院長の独り言 254 ; ああ、勿体ない…
朝のNHK連続テレビ小説『おひさま』で、疎開の場面を見ていたら、小生、突然、66年前、疎開先で意地悪をされた、悲しい出来事を思い出してしまいました…。
この事は、何かに付けて、思い出してしまいます。
トラウマになっているのです。
72年間の人生で、トラウマになってしまった体験は、二度あります。
ひとつは戦中に、母方の祖母の遠い親戚に預けられて、疎開した時、そこで酷い待遇を受け、ヒモジい思いをさせられ、それ以来、満腹の時でも、出された食物は全て食べてしまうという、悲しい癖がついてしまった事です。
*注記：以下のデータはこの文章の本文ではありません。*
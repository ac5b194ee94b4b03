// Copyright 2025-Present Traceline, Inc. https://traceline.dev/
// SPDX-License-Identifier: Apache-2.0

use serde::{Deserialize, Serialize};

/// Refresh this far ahead of expiry, unless the midpoint of the token's
/// lifetime comes sooner.
pub const REFRESH_LEAD_SECS: u64 = 30 * 60;

/// Body of the authenticate endpoint's response.
#[derive(Debug, Clone, Serialize, Deserialize)]
pub struct SessionResponse {
    pub token: String,
    pub expires_at: u64,
}

/// A short-lived credential authorizing report uploads. The refresh time
/// is fixed at issuance: the midpoint of the remaining lifetime or thirty
/// minutes before expiry, whichever comes first, clamped to "immediately".
#[derive(Debug, Clone, PartialEq, Eq)]
pub struct SessionToken {
    token: String,
    expires_at: u64,
    refresh_at: u64,
}

impl SessionToken {
    pub fn new(token: String, expires_at: u64, now: u64) -> SessionToken {
        let midpoint = now + expires_at.saturating_sub(now) / 2;
        let early = expires_at.saturating_sub(REFRESH_LEAD_SECS);
        let refresh_at = midpoint.min(early).max(now);
        SessionToken {
            token,
            expires_at,
            refresh_at,
        }
    }

    pub fn from_response(response: SessionResponse, now: u64) -> SessionToken {
        SessionToken::new(response.token, response.expires_at, now)
    }

    pub fn value(&self) -> &str {
        &self.token
    }

    pub fn refresh_at(&self) -> u64 {
        self.refresh_at
    }

    pub fn refresh_due(&self, now: u64) -> bool {
        now >= self.refresh_at
    }

    pub fn expired(&self, now: u64) -> bool {
        now >= self.expires_at
    }
}

/// Report-credential lifecycle. `Abandoned` is terminal: a 4xx from the
/// auth endpoint means the agent credential itself was rejected and
/// reporting stops until a fresh one is configured.
#[derive(Debug, Clone, PartialEq, Eq)]
pub enum AuthState {
    Missing,
    Active(SessionToken),
    Abandoned,
}

impl AuthState {
    pub fn usable_token(&self, now: u64) -> Option<&str> {
        match self {
            AuthState::Active(token) if !token.expired(now) => Some(token.value()),
            _ => None,
        }
    }

    pub fn refresh_due(&self, now: u64) -> bool {
        match self {
            AuthState::Missing => true,
            AuthState::Active(token) => token.refresh_due(now),
            AuthState::Abandoned => false,
        }
    }

    pub fn is_abandoned(&self) -> bool {
        matches!(self, AuthState::Abandoned)
    }
}

#[cfg(test)]
mod tests {
    use super::*;

    const NOW: u64 = 1_000_000;

    #[test]
    fn long_lived_token_refreshes_at_the_midpoint() {
        // expires_at = now + 7200 -> refresh at now + 3600.
        let token = SessionToken::new("t".into(), NOW + 7200, NOW);
        assert_eq!(token.refresh_at(), NOW + 3600);
        assert!(!token.refresh_due(NOW + 3599));
        assert!(token.refresh_due(NOW + 3600));
    }

    #[test]
    fn near_expiry_token_refreshes_immediately() {
        // expires_at = now + 600: thirty minutes before expiry is in the
        // past, so the refresh clamps to immediate.
        let token = SessionToken::new("t".into(), NOW + 600, NOW);
        assert_eq!(token.refresh_at(), NOW);
        assert!(token.refresh_due(NOW));
    }

    #[test]
    fn lead_time_wins_when_sooner_than_midpoint() {
        // expires_at = now + 4000: midpoint is now+2000, thirty minutes
        // before expiry is now+2200; the midpoint comes first.
        let token = SessionToken::new("t".into(), NOW + 4000, NOW);
        assert_eq!(token.refresh_at(), NOW + 2000);

        // expires_at = now + 10000: midpoint now+5000, lead now+8200.
        let token = SessionToken::new("t".into(), NOW + 10_000, NOW);
        assert_eq!(token.refresh_at(), NOW + 5000);
    }

    #[test]
    fn expiry_invalidates_the_token() {
        let token = SessionToken::new("t".into(), NOW + 100, NOW);
        let auth = AuthState::Active(token);
        assert_eq!(auth.usable_token(NOW), Some("t"));
        assert_eq!(auth.usable_token(NOW + 100), None);
    }

    #[test]
    fn auth_state_refresh_rules() {
        assert!(AuthState::Missing.refresh_due(NOW));
        assert!(!AuthState::Abandoned.refresh_due(NOW));
        assert!(AuthState::Abandoned.usable_token(NOW).is_none());

        let active = AuthState::Active(SessionToken::new("t".into(), NOW + 7200, NOW));
        assert!(!active.refresh_due(NOW + 10));
        assert!(active.refresh_due(NOW + 3600));
    }
}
もうひとつは、ゴルフ大会の前夜に食べた、鳥貝の刺身に大アタリしてしまい、プレー中、腹を下したり、嘔吐したり、言葉に表せないほどの苦しみを味わい、その結果、大好きだった鳥貝を食べる事が出来なくなってしまったどころか、見るのもオゾマシイくらいになってしまった事です。
鳥貝を見ると、途端に吐き気がすると云うトラウマです。
両方ともに、食べ物関係と云うことで、『食べ物の恨みは怖い』と昔から言われていますが、全く本当ですね。
恥ずかしいけど、意地汚い話で申し訳ありません…。
色気の無い話で恐縮です。
と言った訳で、疎開先の話は今でも憎たらしく思うのです。
一緒に疎開していた祖母と私が寝た後に、隠れてコソコソと、その親戚一家が果物や白米を美味しそうに食べていたと、祖母から聞いたから尚更です。
丁度、私と同い年の男の子がいたのですが、そこのお爺さんとお婆さんがその孫を猫可愛がりし、勝ち誇った、その男の子の顔を思い出すと、全く腹立たしい限りなのです。
そんな事は露知らず、親父がお礼かたがた、しばらく振りに、その疎開先を訪れたのですが、プクプクと太って血色も良いその子と比べると、痩せて色艶の悪い私を見た途端、親父は唖然としたそうです。
何しろ、疎開前の私は、今で言う肥満児寸前の、太った子供だったからです。
親父の唖然とした理由は、自分の子供と祖母が、お世話になっているのは有り難い事ですが、いくら緊急時とは云え、かなりの金額を、毎月『お世話代』として送金していたので、大事に面倒をみていて呉れているものと思っていたのでしょう。
しかし頭を冷やして、今から思えば、意地悪されたとは云え、祖母と二人を受け入れて呉れただけでも、感謝しなければいけないのかも知れません。
その悲しいトラウマが身に付いてしまい、先日も、近所のコンビニで売れ残りのお弁当を、大量に廃棄しているのを目撃した途端、『何故、こんな勿体ない、酷(ひど)い事をしているのか…』と本気で、店員の人に言おうと思ったくらいです。
みんな拾って、食べてやろうかと、一寸ばかり考え込んでしまいました…。